Hello Shiquers and welcome back to Nerdy Shique Universe! Today I will bringing you an app review!

Is Discord Accessible? Today I am going to be reviewing an app for chatting even when you are a gamer and that is Discord. This month AIM is going away forever and found out from someone I used to be buddies with on AIM about Discord and took a look into it and decide to test it out and both on my Galaxy Tab and my IPad. All I have to say is that this this was the most frustrating app ever which….

Disclaimer: This review is an honest one based on thoughts and opinions from the lead writer of this blog! Please respect her thoughts on what she says in this review. Thank you!

I noticed how the download speed is different for both tablets and that is it was very fast on the Google Play Store while it took a bit for the IPS App Store because of the 11 updates to the store and my Mini 2 is slightly old and had to wait a little after it loaded to be installed on my app. With my phone, on the other hand which I had to get it there, did download a lot faster due to the Re-Download button. I think with apps or anything my phone is faster due to it being more of the 5 series and knowing it will be faster when I do upgrade to the 8. With the PC, since I use Windows 10, it did take a bit to go through a security scan since we don’t know what can be out there and I think with apps on Windows it takes a bit to run and install because of the install prompts you have to go through like with most software and programs. At east with an app download it does not need the restart like JAWS and ITunes does.

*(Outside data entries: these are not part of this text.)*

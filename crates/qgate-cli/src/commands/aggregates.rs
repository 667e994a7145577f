use clap::Args;
use qgate_analysis::report::{aggregate, ReportAggregates, ReportSource};
use qgate_core::config::CliOverrides;
use qgate_core::errors::PipelineError;

use super::common::{emit, CommonArgs};

#[derive(Args, Debug, Clone)]
pub struct AggregatesArgs {
    #[command(flatten)]
    pub common: CommonArgs,

    /// Print JSON instead of a table
    #[arg(long)]
    pub json: bool,

    /// Fail instead of running the report producer when the report is missing
    #[arg(long)]
    pub no_generate: bool,
}

pub fn run(args: AggregatesArgs) -> Result<u8, PipelineError> {
    let overrides = CliOverrides {
        auto_generate: args.no_generate.then_some(false),
        ..Default::default()
    };
    let config = args.common.load_config(overrides)?;
    let obtained = ReportSource::from_config(&config, &args.common.root).obtain()?;
    let aggregates = aggregate(&obtained.report)?;

    let text = if args.json {
        let mut s = serde_json::to_string_pretty(&aggregates).map_err(|e| {
            PipelineError::Render {
                format: "json".to_string(),
                message: e.to_string(),
            }
        })?;
        s.push('\n');
        s
    } else {
        render_table(&aggregates)
    };
    emit(&text, None)?;
    Ok(0)
}

fn render_table(aggregates: &ReportAggregates) -> String {
    let width = aggregates
        .dimensions
        .keys()
        .map(|k| k.chars().count())
        .max()
        .unwrap_or(0)
        .max("Dimension".len());

    let mut out = String::new();
    out.push_str(&format!("Files analyzed: {}\n", aggregates.file_count));
    out.push_str(&format!("Overall score:  {:.1}\n\n", aggregates.overall));
    out.push_str(&format!("{:<width$}  {:>6}  {:>5}\n", "Dimension", "Mean", "Files"));
    for (name, agg) in &aggregates.dimensions {
        out.push_str(&format!("{:<width$}  {:>6.1}  {:>5}\n", name, agg.mean, agg.files));
    }
    out
}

Navigation and Logging In: I did make myself an account and was able to login easily on both platforms with a keyboard and did have to reset my password on my phone and computer due to forgetting it. The navigation…oh…man…it sucks with voiceover. On my Galaxy Tab, I have to swipe around to get to other parts of the app and some buttons don’t get read out by Text to Speech and goes the same with on my PC and IOS on both the phone and IPad. I wonder why some buttons are “Unlabeled” according to the screen readers? I am not sure if this app is not built to be able to be accessible with any voiceover software which can be handy, I am now wondering if anything with magnification can work with this app since it can be used on devices and with programs from Freedom Scientific too.

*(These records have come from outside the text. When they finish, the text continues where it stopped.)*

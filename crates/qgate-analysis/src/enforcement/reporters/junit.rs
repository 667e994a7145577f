//! JUnit XML reporter — standard JUnit XML schema output.
//!
//! Each gate maps to a `<testcase>`. Failed gates carry a `<failure>` whose
//! type is `critical` when blocking and `warning` when advisory.

use super::Reporter;
use crate::enforcement::gates::{Evaluation, GateStatus};

/// JUnit XML reporter.
pub struct JUnitReporter;

impl JUnitReporter {
    pub fn new() -> Self {
        Self
    }

    fn escape_xml(s: &str) -> String {
        s.replace('&', "&amp;")
            .replace('<', "&lt;")
            .replace('>', "&gt;")
            .replace('"', "&quot;")
            .replace('\'', "&apos;")
    }
}

impl Default for JUnitReporter {
    fn default() -> Self {
        Self::new()
    }
}

impl Reporter for JUnitReporter {
    fn name(&self) -> &'static str {
        "junit"
    }

    fn generate(&self, evaluation: &Evaluation) -> Result<String, String> {
        let total = evaluation.outcomes.len();
        let failures = evaluation.outcomes.iter().filter(|o| !o.passed).count();

        let mut xml = String::new();
        xml.push_str("<?xml version=\"1.0\" encoding=\"UTF-8\"?>\n");
        xml.push_str(&format!(
            "<testsuites name=\"qgate\" tests=\"{total}\" failures=\"{failures}\" errors=\"0\">\n"
        ));
        xml.push_str(&format!(
            "  <testsuite name=\"quality-gates\" tests=\"{total}\" failures=\"{failures}\" errors=\"0\">\n"
        ));

        for outcome in &evaluation.outcomes {
            let classname = match outcome.dimension {
                Some(ref d) => format!("qgate.dimension.{}", Self::escape_xml(d)),
                None => "qgate.overall".to_string(),
            };
            xml.push_str(&format!(
                "    <testcase name=\"{}\" classname=\"{}\"",
                Self::escape_xml(&outcome.name),
                classname
            ));

            if outcome.passed {
                xml.push_str(" />\n");
                continue;
            }

            let failure_type = match outcome.status {
                GateStatus::Failed if outcome.critical => "critical",
                GateStatus::Failed => "blocking",
                _ => "warning",
            };
            let mut message = format!(
                "score {:.1} below threshold {}",
                outcome.score, outcome.threshold
            );
            if outcome.missing_dimension {
                message.push_str(" (dimension not present in report)");
            }
            xml.push_str(">\n");
            xml.push_str(&format!(
                "      <failure message=\"{}\" type=\"{}\" />\n",
                Self::escape_xml(&message),
                failure_type
            ));
            xml.push_str("    </testcase>\n");
        }

        xml.push_str("  </testsuite>\n");
        xml.push_str("</testsuites>\n");
        Ok(xml)
    }
}
//! Error handling for qgate.
//! One error enum per subsystem, `thiserror` only, zero `anyhow`.

pub mod config_error;
pub mod error_code;
pub mod gate_error;
pub mod pipeline_error;
pub mod producer_error;
pub mod report_error;

pub use config_error::ConfigError;
pub use error_code::QgateErrorCode;
pub use gate_error::GateError;
pub use pipeline_error::PipelineError;
pub use producer_error::ProducerError;
pub use report_error::ReportError;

With searching for friends, it gets very tedious since it looks different on both platforms. With Android, the search field asks for the tag number, which is a four digit number you get with your username when you register and this field also asks for an email if you don’t have that number. While IOS, you type in both the username and the tag number because if you just put in the number it gives you the message, “We are more than just numbers.” So, I tried that with someone over and over again and had problems with it. I even tried telling this same friend to find me and he couldn’t either. It did take us a few days and well my best buddy Tobi was able to find me very easily while this one dude, Kilt Man, we came up with that I should create a server and I had to create it through the PC version because I couldn’t find the “Create Server” on the very left. I did research into it and I tried looking on the left and of course I hear the “Button Unlabeled” every time and even tried tapping on random buttons which gives me the “Add a Friend” area, “Start a Conversation,” etc. Speaking of that, there is a field where you can search for a conversation and I was able to access it easily on the Android version but won’t on the IOS version where I hear the plunk sound if I tried to do anything. Did the server thing work? Yes it did and he was added to my friends list when he sent me a request.

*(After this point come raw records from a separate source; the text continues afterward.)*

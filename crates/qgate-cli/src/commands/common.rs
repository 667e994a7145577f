use std::io::{IsTerminal, Write};
use std::path::{Path, PathBuf};

use clap::Args;
use qgate_core::config::{CliOverrides, QgateConfig};
use qgate_core::errors::PipelineError;

#[derive(Args, Debug, Clone)]
pub struct CommonArgs {
    /// Project root: where qgate.toml is looked up and relative report paths resolve
    #[arg(long, default_value = ".")]
    pub root: PathBuf,

    /// Config file (default: <ROOT>/qgate.toml when present)
    #[arg(short, long)]
    pub config: Option<PathBuf>,

    /// Analysis report path (overrides config and QGATE_REPORT_PATH)
    #[arg(short, long)]
    pub report: Option<String>,

    /// Verbose (-v debug, -vv trace); QGATE_LOG takes precedence
    #[arg(short, long, action = clap::ArgAction::Count)]
    pub verbose: u8,
}

impl CommonArgs {
    /// Resolve configuration for this invocation.
    pub fn load_config(&self, mut overrides: CliOverrides) -> Result<QgateConfig, PipelineError> {
        if overrides.report_path.is_none() {
            overrides.report_path = self.report.clone();
        }
        Ok(QgateConfig::load(
            &self.root,
            self.config.as_deref(),
            Some(&overrides),
        )?)
    }
}

/// Write `text` to `output`, or to stdout when `None`.
pub fn emit(text: &str, output: Option<&Path>) -> Result<(), PipelineError> {
    match output {
        Some(path) => std::fs::write(path, text).map_err(|e| PipelineError::Output {
            path: path.display().to_string(),
            source: e,
        }),
        None => {
            let mut stdout = std::io::stdout().lock();
            stdout
                .write_all(text.as_bytes())
                .and_then(|()| stdout.flush())
                .map_err(|e| PipelineError::Output {
                    path: "<stdout>".to_string(),
                    source: e,
                })
        }
    }
}

/// ANSI colors only for an interactive stdout without `NO_COLOR`.
pub fn stdout_wants_color(output: Option<&Path>, no_color: bool) -> bool {
    !no_color
        && output.is_none()
        && std::env::var_os("NO_COLOR").is_none()
        && std::io::stdout().is_terminal()
}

What about the chat features you may ask? Apparently, like with Skype, you can do a video chat or at least a regular chatting and I was able to test it with Tobi and it worked very well on my Android. I think it will also work with group chat if I do have some friends that want to do it since I remembered doing group chats back in the days of AIM.

Verdict: Is it accessible? It can be but it is not accessible to the point of screen readers. While I had the problems I did, I did reach out to the Discord Twitter page and talked about the issues with it and they responded that they are planning to make it accessible to people who are color blind and for screen readers. I am hoping soon because I went through a lot of frustrations and patience to get around these issues especially getting people to find me. What I would also like to see is an easier person search as in having one place for the tag number and another field for just the username like in the days of AIM where you can search through just username or just do it with tag number. Also, should explain the formatting of how to type both a lot better since I am a beginner with this I didn’t know I had to capitalize letters in the names nor include the number sign or not include it. It is like with explaining how to create a password by saying, “Hey, you need this and make sure you do this.” And finally, for screen reading purposes, make the labels to be seen for screen reading even on devices because I don’t know what “Button 67 Unlabeled” is just put the word for it to read so it would be easier to know what it is and know that it is there for the person who is using it that may be blind or not.

Rating: 2.5 Star Paw prints Out of 5because of some of the things that do need to be improved. It is a good app and it is a good substitute for AIM but it needs to be fixed for better accessibility and easier navigation too because if I am using a keyboard with my Galaxy and IPad I want to be able to go with the arrows to get to the field or swipe very easily to where I need to be.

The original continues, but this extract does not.